Exercise details:
Report how many lines of these entries hold the string "text"; reply with the number alone.

Dataset entries
------------------------------------------------
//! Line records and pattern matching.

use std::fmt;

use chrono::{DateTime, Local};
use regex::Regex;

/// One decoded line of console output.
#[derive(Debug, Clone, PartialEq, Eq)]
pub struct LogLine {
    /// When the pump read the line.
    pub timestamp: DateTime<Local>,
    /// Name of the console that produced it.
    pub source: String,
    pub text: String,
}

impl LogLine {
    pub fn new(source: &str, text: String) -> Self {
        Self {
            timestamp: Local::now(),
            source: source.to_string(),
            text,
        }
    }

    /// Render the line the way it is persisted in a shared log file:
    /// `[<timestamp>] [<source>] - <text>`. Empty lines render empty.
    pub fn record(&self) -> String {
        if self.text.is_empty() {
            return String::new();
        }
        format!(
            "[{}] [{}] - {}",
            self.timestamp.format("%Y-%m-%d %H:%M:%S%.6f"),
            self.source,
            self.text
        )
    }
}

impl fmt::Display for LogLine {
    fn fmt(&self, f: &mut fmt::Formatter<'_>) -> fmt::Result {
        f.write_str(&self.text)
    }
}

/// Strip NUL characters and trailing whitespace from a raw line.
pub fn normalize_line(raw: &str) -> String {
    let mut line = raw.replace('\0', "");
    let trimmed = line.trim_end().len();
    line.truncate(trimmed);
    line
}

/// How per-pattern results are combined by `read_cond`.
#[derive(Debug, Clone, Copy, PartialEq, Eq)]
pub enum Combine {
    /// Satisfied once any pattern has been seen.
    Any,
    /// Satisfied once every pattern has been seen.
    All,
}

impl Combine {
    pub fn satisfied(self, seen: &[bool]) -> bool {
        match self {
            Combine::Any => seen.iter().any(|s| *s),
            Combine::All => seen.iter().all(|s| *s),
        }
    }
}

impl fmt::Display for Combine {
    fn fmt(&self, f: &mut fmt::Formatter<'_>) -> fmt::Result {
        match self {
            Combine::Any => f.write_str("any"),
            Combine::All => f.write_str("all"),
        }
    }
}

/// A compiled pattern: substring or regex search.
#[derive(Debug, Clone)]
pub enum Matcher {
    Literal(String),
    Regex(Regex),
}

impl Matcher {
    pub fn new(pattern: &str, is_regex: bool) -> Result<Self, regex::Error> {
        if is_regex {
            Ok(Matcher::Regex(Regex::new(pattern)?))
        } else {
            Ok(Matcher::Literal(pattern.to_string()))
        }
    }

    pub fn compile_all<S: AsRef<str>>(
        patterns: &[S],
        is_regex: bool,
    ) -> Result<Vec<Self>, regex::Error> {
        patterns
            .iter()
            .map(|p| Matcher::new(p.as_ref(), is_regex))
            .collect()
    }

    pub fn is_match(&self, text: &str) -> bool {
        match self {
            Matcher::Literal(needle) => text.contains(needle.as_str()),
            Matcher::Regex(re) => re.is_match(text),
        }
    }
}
------------------------------------------------
Your response:
10